- [Requirement]
Below is some data. Retype exactly the lines starting at the one with "filename src/stopwords/ja.rs" and ending at the one with "pub static STOPWORDS_JA: &[&'static".

Saved data entries:
= = =

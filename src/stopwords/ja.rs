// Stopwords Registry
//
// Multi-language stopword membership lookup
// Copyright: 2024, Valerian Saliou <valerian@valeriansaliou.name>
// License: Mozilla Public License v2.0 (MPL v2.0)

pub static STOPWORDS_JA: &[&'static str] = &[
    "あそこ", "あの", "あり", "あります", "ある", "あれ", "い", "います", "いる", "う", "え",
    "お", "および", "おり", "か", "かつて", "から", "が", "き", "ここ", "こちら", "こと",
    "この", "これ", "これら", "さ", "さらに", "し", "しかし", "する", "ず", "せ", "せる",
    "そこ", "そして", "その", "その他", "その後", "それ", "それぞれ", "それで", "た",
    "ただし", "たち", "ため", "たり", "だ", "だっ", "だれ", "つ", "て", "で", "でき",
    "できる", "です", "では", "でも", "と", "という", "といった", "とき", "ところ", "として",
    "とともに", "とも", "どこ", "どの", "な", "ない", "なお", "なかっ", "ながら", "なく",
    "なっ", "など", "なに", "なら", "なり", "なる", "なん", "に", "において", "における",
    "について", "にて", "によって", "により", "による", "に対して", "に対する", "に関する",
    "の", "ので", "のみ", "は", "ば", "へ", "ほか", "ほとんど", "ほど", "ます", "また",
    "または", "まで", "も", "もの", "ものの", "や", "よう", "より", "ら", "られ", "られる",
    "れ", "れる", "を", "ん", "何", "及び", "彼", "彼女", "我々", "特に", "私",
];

= = =

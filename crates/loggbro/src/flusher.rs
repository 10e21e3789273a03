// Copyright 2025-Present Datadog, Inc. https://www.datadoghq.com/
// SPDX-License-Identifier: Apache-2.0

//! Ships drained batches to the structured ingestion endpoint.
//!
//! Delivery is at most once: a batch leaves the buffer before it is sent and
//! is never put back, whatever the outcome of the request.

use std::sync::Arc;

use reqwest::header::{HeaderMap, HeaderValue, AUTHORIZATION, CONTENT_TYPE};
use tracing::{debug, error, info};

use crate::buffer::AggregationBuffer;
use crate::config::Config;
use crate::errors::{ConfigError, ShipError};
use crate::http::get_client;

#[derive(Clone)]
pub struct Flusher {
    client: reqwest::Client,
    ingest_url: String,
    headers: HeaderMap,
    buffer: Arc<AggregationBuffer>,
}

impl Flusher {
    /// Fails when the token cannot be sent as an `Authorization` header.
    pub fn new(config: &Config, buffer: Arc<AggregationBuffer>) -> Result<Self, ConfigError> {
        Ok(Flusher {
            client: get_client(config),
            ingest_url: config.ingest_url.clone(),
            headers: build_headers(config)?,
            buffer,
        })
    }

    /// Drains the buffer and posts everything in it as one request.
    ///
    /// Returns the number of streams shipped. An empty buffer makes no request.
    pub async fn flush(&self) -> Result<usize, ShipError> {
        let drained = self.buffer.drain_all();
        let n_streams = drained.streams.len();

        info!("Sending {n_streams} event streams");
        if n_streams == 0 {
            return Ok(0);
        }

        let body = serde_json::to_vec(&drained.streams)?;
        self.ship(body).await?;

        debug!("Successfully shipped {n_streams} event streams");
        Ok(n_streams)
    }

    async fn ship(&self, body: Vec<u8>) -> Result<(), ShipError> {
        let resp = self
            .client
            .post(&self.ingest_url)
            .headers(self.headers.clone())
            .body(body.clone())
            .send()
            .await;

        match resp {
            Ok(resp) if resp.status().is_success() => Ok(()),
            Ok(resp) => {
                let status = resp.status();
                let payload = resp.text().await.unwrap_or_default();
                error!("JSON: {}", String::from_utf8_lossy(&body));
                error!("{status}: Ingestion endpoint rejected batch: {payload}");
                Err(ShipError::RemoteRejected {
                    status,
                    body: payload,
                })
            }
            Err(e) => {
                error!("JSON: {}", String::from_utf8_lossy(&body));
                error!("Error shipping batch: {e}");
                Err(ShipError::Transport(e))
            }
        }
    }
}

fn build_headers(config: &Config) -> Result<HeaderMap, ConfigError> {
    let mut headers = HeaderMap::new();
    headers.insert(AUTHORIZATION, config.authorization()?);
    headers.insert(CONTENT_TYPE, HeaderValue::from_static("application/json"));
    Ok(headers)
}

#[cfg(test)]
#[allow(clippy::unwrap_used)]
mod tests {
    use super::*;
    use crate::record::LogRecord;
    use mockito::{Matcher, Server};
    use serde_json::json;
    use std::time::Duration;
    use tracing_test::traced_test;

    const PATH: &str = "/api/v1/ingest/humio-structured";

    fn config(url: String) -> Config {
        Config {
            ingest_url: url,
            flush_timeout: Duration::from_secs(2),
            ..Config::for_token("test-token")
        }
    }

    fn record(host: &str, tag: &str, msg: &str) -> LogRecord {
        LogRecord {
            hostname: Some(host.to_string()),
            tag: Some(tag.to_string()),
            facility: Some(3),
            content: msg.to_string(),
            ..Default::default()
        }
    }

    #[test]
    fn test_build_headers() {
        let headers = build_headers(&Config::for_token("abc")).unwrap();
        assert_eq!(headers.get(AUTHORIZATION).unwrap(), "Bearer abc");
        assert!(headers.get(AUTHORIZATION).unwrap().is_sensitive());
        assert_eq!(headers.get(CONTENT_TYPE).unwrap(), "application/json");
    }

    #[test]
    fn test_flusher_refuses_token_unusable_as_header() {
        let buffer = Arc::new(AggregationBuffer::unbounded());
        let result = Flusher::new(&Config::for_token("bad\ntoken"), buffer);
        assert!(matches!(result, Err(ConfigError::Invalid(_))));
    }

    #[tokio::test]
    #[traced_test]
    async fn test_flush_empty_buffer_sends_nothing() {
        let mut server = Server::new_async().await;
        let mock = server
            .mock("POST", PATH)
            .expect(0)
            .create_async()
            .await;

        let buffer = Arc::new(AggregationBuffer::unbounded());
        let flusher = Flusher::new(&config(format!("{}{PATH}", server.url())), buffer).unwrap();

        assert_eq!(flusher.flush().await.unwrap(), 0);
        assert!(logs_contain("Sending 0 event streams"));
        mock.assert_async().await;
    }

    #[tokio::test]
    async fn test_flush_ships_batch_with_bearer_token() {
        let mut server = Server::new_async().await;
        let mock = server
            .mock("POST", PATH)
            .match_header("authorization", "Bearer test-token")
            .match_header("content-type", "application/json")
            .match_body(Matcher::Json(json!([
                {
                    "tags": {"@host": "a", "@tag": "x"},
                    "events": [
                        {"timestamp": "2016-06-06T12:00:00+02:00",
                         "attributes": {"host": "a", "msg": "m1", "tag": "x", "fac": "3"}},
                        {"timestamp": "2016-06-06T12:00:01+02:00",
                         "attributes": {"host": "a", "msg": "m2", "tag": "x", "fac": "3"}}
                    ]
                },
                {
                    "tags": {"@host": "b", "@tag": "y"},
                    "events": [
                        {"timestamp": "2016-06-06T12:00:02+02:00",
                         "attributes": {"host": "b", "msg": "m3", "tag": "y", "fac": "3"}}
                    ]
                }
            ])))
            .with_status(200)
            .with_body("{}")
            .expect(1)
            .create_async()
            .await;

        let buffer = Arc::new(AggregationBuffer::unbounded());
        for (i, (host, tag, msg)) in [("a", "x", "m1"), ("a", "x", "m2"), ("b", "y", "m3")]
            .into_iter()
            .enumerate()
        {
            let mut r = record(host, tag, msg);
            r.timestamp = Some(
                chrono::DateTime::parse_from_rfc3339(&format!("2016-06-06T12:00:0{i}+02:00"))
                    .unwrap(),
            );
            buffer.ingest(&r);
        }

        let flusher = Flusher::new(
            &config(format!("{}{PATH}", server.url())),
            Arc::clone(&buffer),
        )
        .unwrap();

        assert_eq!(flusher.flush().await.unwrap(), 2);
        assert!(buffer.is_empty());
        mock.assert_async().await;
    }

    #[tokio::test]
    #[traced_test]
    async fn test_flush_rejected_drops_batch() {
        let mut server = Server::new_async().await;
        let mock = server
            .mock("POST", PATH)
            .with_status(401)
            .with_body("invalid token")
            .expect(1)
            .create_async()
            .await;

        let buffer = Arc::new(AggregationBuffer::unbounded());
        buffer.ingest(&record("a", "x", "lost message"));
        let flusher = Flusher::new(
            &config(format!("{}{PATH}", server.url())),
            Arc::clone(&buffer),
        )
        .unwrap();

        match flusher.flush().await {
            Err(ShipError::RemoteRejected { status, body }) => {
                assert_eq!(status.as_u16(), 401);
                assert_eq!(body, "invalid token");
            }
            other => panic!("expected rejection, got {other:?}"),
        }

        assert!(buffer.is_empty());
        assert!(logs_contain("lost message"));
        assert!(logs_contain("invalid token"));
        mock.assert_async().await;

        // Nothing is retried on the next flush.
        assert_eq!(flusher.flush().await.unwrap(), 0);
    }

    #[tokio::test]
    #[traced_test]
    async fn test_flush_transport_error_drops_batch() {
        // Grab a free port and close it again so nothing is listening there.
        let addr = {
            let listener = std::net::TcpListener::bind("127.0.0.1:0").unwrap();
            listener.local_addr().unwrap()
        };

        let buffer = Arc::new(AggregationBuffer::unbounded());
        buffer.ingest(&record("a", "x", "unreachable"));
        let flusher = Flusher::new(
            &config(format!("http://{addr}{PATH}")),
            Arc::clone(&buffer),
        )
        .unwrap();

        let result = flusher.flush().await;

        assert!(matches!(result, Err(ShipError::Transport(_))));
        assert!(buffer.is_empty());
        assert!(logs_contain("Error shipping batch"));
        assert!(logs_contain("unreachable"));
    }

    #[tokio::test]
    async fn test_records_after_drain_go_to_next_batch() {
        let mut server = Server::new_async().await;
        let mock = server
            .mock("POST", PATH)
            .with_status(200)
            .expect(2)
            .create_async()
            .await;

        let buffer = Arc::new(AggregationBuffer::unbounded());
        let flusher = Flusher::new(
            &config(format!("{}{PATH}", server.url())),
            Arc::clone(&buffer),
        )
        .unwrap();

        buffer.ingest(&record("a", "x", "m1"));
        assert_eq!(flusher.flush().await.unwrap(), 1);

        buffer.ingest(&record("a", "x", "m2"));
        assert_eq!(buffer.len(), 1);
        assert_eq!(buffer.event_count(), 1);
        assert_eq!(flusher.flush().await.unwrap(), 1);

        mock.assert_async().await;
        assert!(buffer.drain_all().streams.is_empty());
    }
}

= = =

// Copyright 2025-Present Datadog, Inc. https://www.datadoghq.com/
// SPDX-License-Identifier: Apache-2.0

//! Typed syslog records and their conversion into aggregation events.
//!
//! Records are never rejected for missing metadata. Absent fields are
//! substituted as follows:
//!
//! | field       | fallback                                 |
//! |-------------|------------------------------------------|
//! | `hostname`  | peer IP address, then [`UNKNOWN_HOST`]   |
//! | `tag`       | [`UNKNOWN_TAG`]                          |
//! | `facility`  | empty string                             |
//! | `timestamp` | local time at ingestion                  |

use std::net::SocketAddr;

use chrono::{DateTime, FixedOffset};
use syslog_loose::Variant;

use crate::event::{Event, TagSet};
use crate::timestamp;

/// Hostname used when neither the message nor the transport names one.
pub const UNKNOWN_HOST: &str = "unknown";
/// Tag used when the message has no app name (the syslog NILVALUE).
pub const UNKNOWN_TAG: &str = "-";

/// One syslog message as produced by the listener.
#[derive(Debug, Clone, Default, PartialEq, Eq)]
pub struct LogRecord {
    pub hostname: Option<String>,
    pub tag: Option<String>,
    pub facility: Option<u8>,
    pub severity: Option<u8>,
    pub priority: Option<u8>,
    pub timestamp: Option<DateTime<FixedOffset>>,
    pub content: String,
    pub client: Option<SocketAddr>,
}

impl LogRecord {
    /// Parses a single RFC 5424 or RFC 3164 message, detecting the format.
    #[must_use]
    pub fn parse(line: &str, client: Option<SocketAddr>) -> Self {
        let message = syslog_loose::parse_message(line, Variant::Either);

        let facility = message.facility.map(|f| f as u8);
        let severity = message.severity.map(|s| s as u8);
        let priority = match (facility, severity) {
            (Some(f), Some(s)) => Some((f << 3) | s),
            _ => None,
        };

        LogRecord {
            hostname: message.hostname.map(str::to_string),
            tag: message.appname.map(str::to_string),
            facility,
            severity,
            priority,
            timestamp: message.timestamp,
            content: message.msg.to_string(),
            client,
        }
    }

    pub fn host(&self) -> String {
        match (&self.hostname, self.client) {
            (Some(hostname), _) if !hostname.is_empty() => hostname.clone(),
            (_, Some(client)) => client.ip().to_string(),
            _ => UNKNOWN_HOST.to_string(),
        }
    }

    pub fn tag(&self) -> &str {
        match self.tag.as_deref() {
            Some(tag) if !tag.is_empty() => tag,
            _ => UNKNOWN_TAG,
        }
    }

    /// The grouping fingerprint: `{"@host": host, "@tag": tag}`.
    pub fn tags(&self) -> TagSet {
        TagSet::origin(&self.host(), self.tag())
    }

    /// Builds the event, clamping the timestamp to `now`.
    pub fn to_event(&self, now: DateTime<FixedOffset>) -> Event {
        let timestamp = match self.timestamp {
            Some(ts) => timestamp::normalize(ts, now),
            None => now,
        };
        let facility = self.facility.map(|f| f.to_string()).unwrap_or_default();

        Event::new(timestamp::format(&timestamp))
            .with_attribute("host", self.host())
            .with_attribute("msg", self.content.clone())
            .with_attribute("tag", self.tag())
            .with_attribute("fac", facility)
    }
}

= = =

- [Output below]
filename src/stopwords/ja.rs
// Stopwords Registry
//
// Multi-language stopword membership lookup
// Copyright: 2024, Valerian Saliou <valerian@valeriansaliou.name>
// License: Mozilla Public License v2.0 (MPL v2.0)

pub static STOPWORDS_JA: &[&'static str] = &[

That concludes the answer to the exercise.